--- SUPPLIED RECORDS Enclosed Below ---
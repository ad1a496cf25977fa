//! Local synthetic insight generator
//!
//! Used whenever the advisory source fails, times out, or its circuit is
//! open. Insights are derived from the latest price moves so they stay
//! plausible for the instruments on screen.

use super::advisory::InsightRequest;
use crate::core::{now_ms, InsightCategory, InsightEvent, Severity};
use rand::seq::SliceRandom;
use rand::{Rng, RngCore};

/// Latest move of one instrument, as seen by the fallback generator
#[derive(Debug, Clone, PartialEq)]
pub struct MarketMove {
    pub symbol: String,
    pub change_pct: f64,
}

#[derive(Debug, Default)]
pub struct FallbackInsightGenerator {
    generated: u64,
}

impl FallbackInsightGenerator {
    pub fn new() -> Self {
        Self::default()
    }

    /// Total insights produced so far
    pub fn generated(&self) -> u64 {
        self.generated
    }

    /// Up to `request.limit` insights about randomly chosen instruments
    ///
    /// Moves too small to reach the severity filter are left out, so a quiet
    /// market with a high filter yields nothing.
    pub fn generate<R: RngCore + ?Sized>(
        &mut self,
        request: &InsightRequest,
        moves: &[MarketMove],
        rng: &mut R,
    ) -> Vec<InsightEvent> {
        let eligible: Vec<&MarketMove> = moves
            .iter()
            .filter(|mv| {
                request
                    .severity_filter
                    .map_or(true, |min| severity_for(mv.change_pct) >= min)
            })
            .collect();
        if eligible.is_empty() || request.limit == 0 {
            return Vec::new();
        }

        let stamp = now_ms();
        let mut out = Vec::with_capacity(request.limit);

        for _ in 0..request.limit {
            let Some(mv) = eligible.choose(rng).copied() else { break };
            let severity = severity_for(mv.change_pct);

            let (category, message) = describe(mv, rng);
            self.generated += 1;

            out.push(InsightEvent {
                id: format!("local-{}", self.generated),
                category,
                severity,
                message,
                confidence: rng.gen_range(0.6..0.95),
                related_symbol: Some(mv.symbol.clone()),
                timestamp_ms: stamp,
            });
        }

        out
    }
}

/// Severity from the size of the move
pub fn severity_for(change_pct: f64) -> Severity {
    let magnitude = change_pct.abs();
    if magnitude < 0.5 {
        Severity::Low
    } else if magnitude < 1.5 {
        Severity::Medium
    } else if magnitude < 3.0 {
        Severity::High
    } else {
        Severity::Critical
    }
}

fn describe<R: RngCore + ?Sized>(mv: &MarketMove, rng: &mut R) -> (InsightCategory, String) {
    let pct = mv.change_pct;
    match rng.gen_range(0..4u8) {
        0 if pct >= 0.0 => (
            InsightCategory::Opportunity,
            format!("{} momentum building, up {:.2}% on the session", mv.symbol, pct),
        ),
        0 | 1 if pct < 0.0 => (
            InsightCategory::Risk,
            format!("{} drawdown of {:.2}% approaching intraday tolerance", mv.symbol, pct.abs()),
        ),
        2 => (
            InsightCategory::Anomaly,
            format!("Unusual order flow detected in {}", mv.symbol),
        ),
        _ => (
            InsightCategory::Trend,
            format!(
                "{} trending {} ({:+.2}%)",
                mv.symbol,
                if pct >= 0.0 { "higher" } else { "lower" },
                pct
            ),
        ),
    }
}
--- End of Enclosed SUPPLIED RECORDS ---
§ WHAT IS EXPECTED
What is needed here is the full listing, restated word for word.

§ RESPONSE
repository ad1a496cf25977fa
//! Local synthetic insight generator
//!
//! Used whenever the advisory source fails, times out, or its circuit is
//! open. Insights are derived from the latest price moves so they stay
//! plausible for the instruments on screen.

use super::advisory::InsightRequest;
use crate::core::{now_ms, InsightCategory, InsightEvent, Severity};
use rand::seq::SliceRandom;
use rand::{Rng, RngCore};

/// Latest move of one instrument, as seen by the fallback generator
#[derive(Debug, Clone, PartialEq)]
pub struct MarketMove {
    pub symbol: String,
    pub change_pct: f64,
}

#[derive(Debug, Default)]
pub struct FallbackInsightGenerator {
    generated: u64,
}

impl FallbackInsightGenerator {
    pub fn new() -> Self {
        Self::default()
    }

    /// Total insights produced so far
    pub fn generated(&self) -> u64 {
        self.generated
    }

    /// Up to `request.limit` insights about randomly chosen instruments
    ///
    /// Moves too small to reach the severity filter are left out, so a quiet
    /// market with a high filter yields nothing.
    pub fn generate<R: RngCore + ?Sized>(
        &mut self,
        request: &InsightRequest,
        moves: &[MarketMove],
        rng: &mut R,
    ) -> Vec<InsightEvent> {
        let eligible: Vec<&MarketMove> = moves
            .iter()
            .filter(|mv| {
                request
                    .severity_filter
                    .map_or(true, |min| severity_for(mv.change_pct) >= min)
            })
            .collect();
        if eligible.is_empty() || request.limit == 0 {
            return Vec::new();
        }

        let stamp = now_ms();
        let mut out = Vec::with_capacity(request.limit);

        for _ in 0..request.limit {
            let Some(mv) = eligible.choose(rng).copied() else { break };
            let severity = severity_for(mv.change_pct);

            let (category, message) = describe(mv, rng);
            self.generated += 1;

            out.push(InsightEvent {
                id: format!("local-{}", self.generated),
                category,
                severity,
                message,
                confidence: rng.gen_range(0.6..0.95),
                related_symbol: Some(mv.symbol.clone()),
                timestamp_ms: stamp,
            });
        }

        out
    }
}

/// Severity from the size of the move
pub fn severity_for(change_pct: f64) -> Severity {
    let magnitude = change_pct.abs();
    if magnitude < 0.5 {
        Severity::Low
    } else if magnitude < 1.5 {
        Severity::Medium
    } else if magnitude < 3.0 {
        Severity::High
    } else {
        Severity::Critical
    }
}

fn describe<R: RngCore + ?Sized>(mv: &MarketMove, rng: &mut R) -> (InsightCategory, String) {
    let pct = mv.change_pct;
    match rng.gen_range(0..4u8) {
        0 if pct >= 0.0 => (
            InsightCategory::Opportunity,
            format!("{} momentum building, up {:.2}% on the session", mv.symbol, pct),
        ),
        0 | 1 if pct < 0.0 => (
            InsightCategory::Risk,
            format!("{} drawdown of {:.2}% approaching intraday tolerance", mv.symbol, pct.abs()),
        ),
        2 => (
            InsightCategory::Anomaly,
            format!("Unusual order flow detected in {}", mv.symbol),
        ),
        _ => (
            InsightCategory::Trend,
            format!(
                "{} trending {} ({:+.2}%)",
                mv.symbol,
                if pct >= 0.0 { "higher" } else { "lower" },
                pct
            ),
        ),
    }
}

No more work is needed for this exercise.